Bei einem sonnigen Künstlertreff sitze ich auf einer Bank in Essen-Kettwig und lasse meinen Blick über die Fassaden der alten Fachwerkhäuser streifen. Mir wird klar, dass ich ganz schön viel über das Schreiben nachdenke – dabei will ich es doch einfach nur tun.
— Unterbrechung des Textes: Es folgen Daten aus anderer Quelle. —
//! # Execution Stages
//!
//! A frame is split into mutually exclusive stages. Exactly one stage is
//! current at any instant.
//!
//! ## Ownership
//!
//! ```text
//!                 ┌──────────────────────┐
//!                 │   Arc<AtomicU8>      │
//!                 └──────────┬───────────┘
//!              ┌─────────────┴──────────────┐
//!              ▼                            ▼
//!      ┌──────────────┐            ┌────────────────┐
//!      │ StageDriver  │            │  StageReader   │
//!      │ (scheduler)  │            │ (guards, many) │
//!      └──────────────┘            └────────────────┘
//! ```
//!
//! - `StageDriver`: the single writer. Not `Clone`, mutation takes `&mut self`.
//! - `StageReader`: any number of observers, on any thread.
//!
//! Writes use `Release`, reads use `Acquire`, so a guard check running on a
//! worker thread always sees a whole, consistent stage value.

use std::fmt;
use std::sync::atomic::{AtomicU8, Ordering};
use std::sync::Arc;

/// One part of a frame.
#[derive(Clone, Copy, Debug, PartialEq, Eq, PartialOrd, Ord, Hash)]
#[repr(u8)]
pub enum Stage {
    /// Before boot. States and systems are registered here.
    Configuring = 0,
    /// One-shot startup work after the window opens.
    Booting = 1,
    /// Internal bookkeeping between passes (state commits, system dispatch).
    Core = 2,
    /// Fixed-timestep simulation pass.
    FixedStep = 3,
    /// Once-per-frame variable-timestep pass.
    Variable = 4,
    /// Render pass.
    Rendering = 5,
    /// Teardown after the loop exits.
    Exiting = 6,
}

impl Stage {
    /// Every stage, in frame order.
    pub const ALL: [Stage; 7] = [
        Self::Configuring,
        Self::Booting,
        Self::Core,
        Self::FixedStep,
        Self::Variable,
        Self::Rendering,
        Self::Exiting,
    ];

    /// Converts from the raw atomic representation.
    #[inline]
    #[must_use]
    pub const fn from_u8(value: u8) -> Self {
        match value {
            0 => Self::Configuring,
            1 => Self::Booting,
            2 => Self::Core,
            3 => Self::FixedStep,
            4 => Self::Variable,
            5 => Self::Rendering,
            _ => Self::Exiting,
        }
    }

    /// Human-readable stage name.
    #[must_use]
    pub const fn name(self) -> &'static str {
        match self {
            Self::Configuring => "Configuring",
            Self::Booting => "Booting",
            Self::Core => "Core",
            Self::FixedStep => "FixedStep",
            Self::Variable => "Variable",
            Self::Rendering => "Rendering",
            Self::Exiting => "Exiting",
        }
    }

    /// Returns true if systems may be registered against this stage.
    #[inline]
    #[must_use]
    pub const fn is_schedulable(self) -> bool {
        StageSet::SCHEDULABLE.contains(self)
    }

    #[inline]
    const fn bit(self) -> u8 {
        1 << (self as u8)
    }
}

impl fmt::Display for Stage {
    fn fmt(&self, f: &mut fmt::Formatter<'_>) -> fmt::Result {
        f.write_str(self.name())
    }
}

/// A set of stages, stored as a bitmask (bit `n` = stage with discriminant `n`).
#[derive(Clone, Copy, PartialEq, Eq, Hash, Default)]
pub struct StageSet(u8);

impl StageSet {
    /// No stage at all.
    pub const EMPTY: Self = Self(0);

    /// Every stage.
    pub const ALL: Self = Self(0b0111_1111);

    /// Stages that accept registered systems.
    pub const SCHEDULABLE: Self = Self::EMPTY
        .with(Stage::Booting)
        .with(Stage::FixedStep)
        .with(Stage::Variable)
        .with(Stage::Rendering)
        .with(Stage::Exiting);

    /// A set holding exactly one stage.
    #[inline]
    #[must_use]
    pub const fn only(stage: Stage) -> Self {
        Self(stage.bit())
    }

    /// Returns a copy of this set with `stage` added.
    #[inline]
    #[must_use]
    pub const fn with(self, stage: Stage) -> Self {
        Self(self.0 | stage.bit())
    }

    /// Builds a set from a list of stages.
    #[must_use]
    pub const fn of(stages: &[Stage]) -> Self {
        let mut bits = 0;
        let mut i = 0;
        while i < stages.len() {
            bits |= stages[i].bit();
            i += 1;
        }
        Self(bits)
    }

    /// Union of two sets.
    #[inline]
    #[must_use]
    pub const fn union(self, other: Self) -> Self {
        Self(self.0 | other.0)
    }

    /// Checks membership.
    #[inline]
    #[must_use]
    pub const fn contains(self, stage: Stage) -> bool {
        (self.0 & stage.bit()) != 0
    }

    /// Returns true if no stage is in the set.
    #[inline]
    #[must_use]
    pub const fn is_empty(self) -> bool {
        self.0 == 0
    }

    /// Raw bitmask.
    #[inline]
    #[must_use]
    pub const fn bits(self) -> u8 {
        self.0
    }

    /// Iterates the member stages in frame order.
    pub fn iter(self) -> impl Iterator<Item = Stage> {
        Stage::ALL.into_iter().filter(move |s| self.contains(*s))
    }
}

impl fmt::Debug for StageSet {
    fn fmt(&self, f: &mut fmt::Formatter<'_>) -> fmt::Result {
        f.debug_set().entries(self.iter()).finish()
    }
}

impl fmt::Display for StageSet {
    fn fmt(&self, f: &mut fmt::Formatter<'_>) -> fmt::Result {
        f.write_str("{")?;
        for (i, stage) in self.iter().enumerate() {
            if i > 0 {
                f.write_str(", ")?;
            }
            f.write_str(stage.name())?;
        }
        f.write_str("}")
    }
}

/// Creates a stage registry starting at [`Stage::Configuring`].
///
/// Returns the single writer and one reader. Further readers come from
/// [`StageDriver::reader`] or by cloning the reader.
#[must_use]
pub fn registry() -> (StageDriver, StageReader) {
    let cell = Arc::new(AtomicU8::new(Stage::Configuring as u8));
    let reader = StageReader {
        cell: Arc::clone(&cell),
    };
    (StageDriver { cell }, reader)
}

/// The single writer of the current stage. Owned by the scheduler.
#[derive(Debug)]
pub struct StageDriver {
    cell: Arc<AtomicU8>,
}

impl StageDriver {
    /// Makes `stage` current.
    #[inline]
    pub fn enter(&mut self, stage: Stage) {
        self.cell.store(stage as u8, Ordering::Release);
    }

    /// Returns the current stage.
    #[inline]
    #[must_use]
    pub fn current(&self) -> Stage {
        Stage::from_u8(self.cell.load(Ordering::Acquire))
    }

    /// Creates a new observer of this registry.
    #[must_use]
    pub fn reader(&self) -> StageReader {
        StageReader {
            cell: Arc::clone(&self.cell),
        }
    }
}

/// Read-only view of the current stage. Cheap to clone, safe to send.
#[derive(Clone, Debug)]
pub struct StageReader {
    cell: Arc<AtomicU8>,
}

impl StageReader {
    /// Returns the current stage.
    #[inline]
    #[must_use]
    pub fn current(&self) -> Stage {
        Stage::from_u8(self.cell.load(Ordering::Acquire))
    }

    /// Returns true if the current stage is `stage`.
    #[inline]
    #[must_use]
    pub fn is(&self, stage: Stage) -> bool {
        self.current() == stage
    }
}
//! # Application State Machine
//!
//! Named, coarse application modes (menu, playing, paused...).
//!
//! ## Transitions
//!
//! ```text
//!   request("b")          commit (Core stage)
//! ─────────────▶ pending ───────────────────▶ exit(a) → enter(b) → current = b
//! ```
//!
//! A request only records the target. Nothing changes until the scheduler
//! commits during [`Stage::Core`](crate::Stage::Core). Exit always runs before
//! enter, and `current` moves only after both hooks succeed.

use std::collections::HashMap;
use std::fmt;
use std::rc::Rc;

use crate::access::{AccessGuard, Operation};
use crate::error::{RegistryKind, RuntimeError, RuntimeResult};
use crate::world::World;

/// Callback bound to a state's enter or exit.
pub type StateHook = Rc<dyn Fn(&mut World) -> RuntimeResult<()>>;

/// Which hook of a state.
#[derive(Clone, Copy, Debug, PartialEq, Eq, Hash)]
pub enum HookKind {
    /// Runs when the state becomes current.
    Enter,
    /// Runs when the state stops being current.
    Exit,
}

impl fmt::Display for HookKind {
    fn fmt(&self, f: &mut fmt::Formatter<'_>) -> fmt::Result {
        f.write_str(match self {
            Self::Enter => "enter",
            Self::Exit => "exit",
        })
    }
}

#[derive(Default)]
struct StateEntry {
    enter: Option<StateHook>,
    exit: Option<StateHook>,
}

impl StateEntry {
    fn slot(&mut self, kind: HookKind) -> &mut Option<StateHook> {
        match kind {
            HookKind::Enter => &mut self.enter,
            HookKind::Exit => &mut self.exit,
        }
    }
}

/// A committed-but-not-yet-applied transition.
pub(crate) struct Transition {
    pub(crate) from: Option<String>,
    pub(crate) to: String,
    pub(crate) exit: Option<StateHook>,
    pub(crate) enter: Option<StateHook>,
}

/// Registry of named states with at most one current and one pending state.
pub struct StateMachine {
    guard: AccessGuard,
    states: HashMap<String, StateEntry>,
    current: Option<String>,
    pending: Option<String>,
}

impl StateMachine {
    /// Creates an empty state machine.
    #[must_use]
    pub fn new(guard: AccessGuard) -> Self {
        Self {
            guard,
            states: HashMap::new(),
            current: None,
            pending: None,
        }
    }

    /// Registers a state with no hooks bound.
    ///
    /// # Errors
    ///
    /// - `AccessViolation` outside [`Stage::Configuring`](crate::Stage::Configuring)
    /// - `DuplicateName` if the name is taken
    pub fn register(&mut self, name: &str) -> RuntimeResult<()> {
        self.guard.enforce(Operation::RegisterState)?;
        if self.states.contains_key(name) {
            return Err(RuntimeError::duplicate(RegistryKind::State, name));
        }
        self.states.insert(name.to_owned(), StateEntry::default());
        Ok(())
    }

    /// Binds the enter hook of `name`.
    ///
    /// # Errors
    ///
    /// - `AccessViolation` outside [`Stage::Configuring`](crate::Stage::Configuring)
    /// - `NotFound` if the state is unregistered
    /// - `DuplicateBinding` if an enter hook is already bound
    pub fn bind_enter<F>(&mut self, name: &str, hook: F) -> RuntimeResult<()>
    where
        F: Fn(&mut World) -> RuntimeResult<()> + 'static,
    {
        self.bind(name, HookKind::Enter, Rc::new(hook))
    }

    /// Binds the exit hook of `name`.
    ///
    /// # Errors
    ///
    /// - `AccessViolation` outside [`Stage::Configuring`](crate::Stage::Configuring)
    /// - `NotFound` if the state is unregistered
    /// - `DuplicateBinding` if an exit hook is already bound
    pub fn bind_exit<F>(&mut self, name: &str, hook: F) -> RuntimeResult<()>
    where
        F: Fn(&mut World) -> RuntimeResult<()> + 'static,
    {
        self.bind(name, HookKind::Exit, Rc::new(hook))
    }

    fn bind(&mut self, name: &str, kind: HookKind, hook: StateHook) -> RuntimeResult<()> {
        self.guard.enforce(Operation::BindStateHook)?;
        let entry = self
            .states
            .get_mut(name)
            .ok_or_else(|| RuntimeError::not_found(RegistryKind::State, name))?;

        let slot = entry.slot(kind);
        if slot.is_some() {
            return Err(RuntimeError::DuplicateBinding {
                state: name.to_owned(),
                hook: kind,
            });
        }
        *slot = Some(hook);
        Ok(())
    }

    /// Requests a transition to `name`, applied at the next commit.
    ///
    /// A later request before the commit replaces the earlier one.
    ///
    /// # Errors
    ///
    /// - `AccessViolation` outside Booting/Variable
    /// - `NotFound` if the state is unregistered
    /// - `AlreadyCurrent` if `name` is the current state
    pub fn request(&mut self, name: &str) -> RuntimeResult<()> {
        self.guard.enforce(Operation::RequestState)?;
        if !self.states.contains_key(name) {
            return Err(RuntimeError::not_found(RegistryKind::State, name));
        }
        if self.current.as_deref() == Some(name) {
            return Err(RuntimeError::AlreadyCurrent(name.to_owned()));
        }
        tracing::debug!("state transition requested: {}", name);
        self.pending = Some(name.to_owned());
        Ok(())
    }

    /// Returns whether `name` is the current state.
    ///
    /// # Errors
    ///
    /// - `AccessViolation` outside FixedStep/Variable/Rendering
    /// - `NotFound` if the state is unregistered
    pub fn is_in(&self, name: &str) -> RuntimeResult<bool> {
        self.guard.enforce(Operation::QueryState)?;
        if !self.states.contains_key(name) {
            return Err(RuntimeError::not_found(RegistryKind::State, name));
        }
        Ok(self.current.as_deref() == Some(name))
    }

    /// The current state, if any.
    #[must_use]
    pub fn current(&self) -> Option<&str> {
        self.current.as_deref()
    }

    /// The pending state, if any.
    #[must_use]
    pub fn pending(&self) -> Option<&str> {
        self.pending.as_deref()
    }

    /// Returns true if `name` is registered.
    #[must_use]
    pub fn contains(&self, name: &str) -> bool {
        self.states.contains_key(name)
    }

    /// Number of registered states.
    #[must_use]
    pub fn len(&self) -> usize {
        self.states.len()
    }

    /// Returns true if no state is registered.
    #[must_use]
    pub fn is_empty(&self) -> bool {
        self.states.is_empty()
    }

    /// Takes the pending transition, if any, with the hooks to run.
    ///
    /// State is not modified; see [`Self::finish_commit`].
    pub(crate) fn begin_commit(&self) -> RuntimeResult<Option<Transition>> {
        self.guard.enforce(Operation::CommitState)?;
        let Some(to) = self.pending.clone() else {
            return Ok(None);
        };

        let exit = self
            .current
            .as_ref()
            .and_then(|from| self.states.get(from))
            .and_then(|entry| entry.exit.clone());
        let enter = self.states.get(&to).and_then(|entry| entry.enter.clone());

        Ok(Some(Transition {
            from: self.current.clone(),
            to,
            exit,
            enter,
        }))
    }

    /// Makes the transition's target current and clears the pending slot.
    pub(crate) fn finish_commit(&mut self, transition: Transition) {
        tracing::info!(
            "state transition: {} -> {}",
            transition.from.as_deref().unwrap_or("<none>"),
            transition.to
        );
        self.current = Some(transition.to);
        self.pending = None;
    }
}

impl fmt::Debug for StateMachine {
    fn fmt(&self, f: &mut fmt::Formatter<'_>) -> fmt::Result {
        let mut names: Vec<_> = self.states.keys().collect();
        names.sort();
        f.debug_struct("StateMachine")
            .field("states", &names)
            .field("current", &self.current)
            .field("pending", &self.pending)
            .finish_non_exhaustive()
    }
}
Ich habe Lust auf etwas Unkompliziertes, draußen in der Sonne. Es ist ja so: Immer dann, wenn das Wetter schlecht ist, fallen mir unglaublich viele tolle Orte und Veranstaltungen ein, die ich bei schönem Wetter besuchen könnte. Und wenn dann mal die Sonne scheint und mir gleich morgens von ihrer guten Laune erzählt, dann ist mein einziger Einfall: Ich könnte ja ins Museum gehen – ach nee, das Wetter ist schön. Nach ein bisschen Hin- und Her-Überlegen beschließe ich, nach Essen-Kettwig zu fahren und mir die Altstadt anzuschauen. Das ist nicht so weit weg, und alles was ich tun muss, ist ein bisschen herumzuspazieren.
Ich laufe vom Kettwiger Markt aus intuitiv durch die Stadt. Als ich ankomme, ist alles noch so belebt, dass ich gar nicht weiß, wohin mit mir. Ein DHL-Bote hält am Straßenrand, schlägt mit Wucht die Tür des Wagens zu. Kinder und Jugendliche sind auf dem Nachhauseweg von der Schule – im Bus habe ich einem Gespräch zwischen zwei jungen Mädchen gelauscht und mich an vergangene Zeiten zurückerinnert. Menschen laufen durch die Straßen und machen Besorgungen. Geschäftiges Treiben. Treibendes Geschäft.
Ich habe Glück und alle Läden sind offen. Zwar wird mein Stadtrundgang dadurch eher zu einem Papeterie-Gestöber, aber es macht mich glücklich und das ist ja die Hauptsache. In einer der Buchhandlungen kaufe ich mir ein Buch: Unberechenbar von Dana Spiotta. Ich weiß noch nicht, dass ich dieses Buch in den nächsten Tagen komplett aufsaugen werde, aber anscheinend habe ich es im Gefühl, denn normalerweise gebe ich nicht so viel Geld für ein Buch aus.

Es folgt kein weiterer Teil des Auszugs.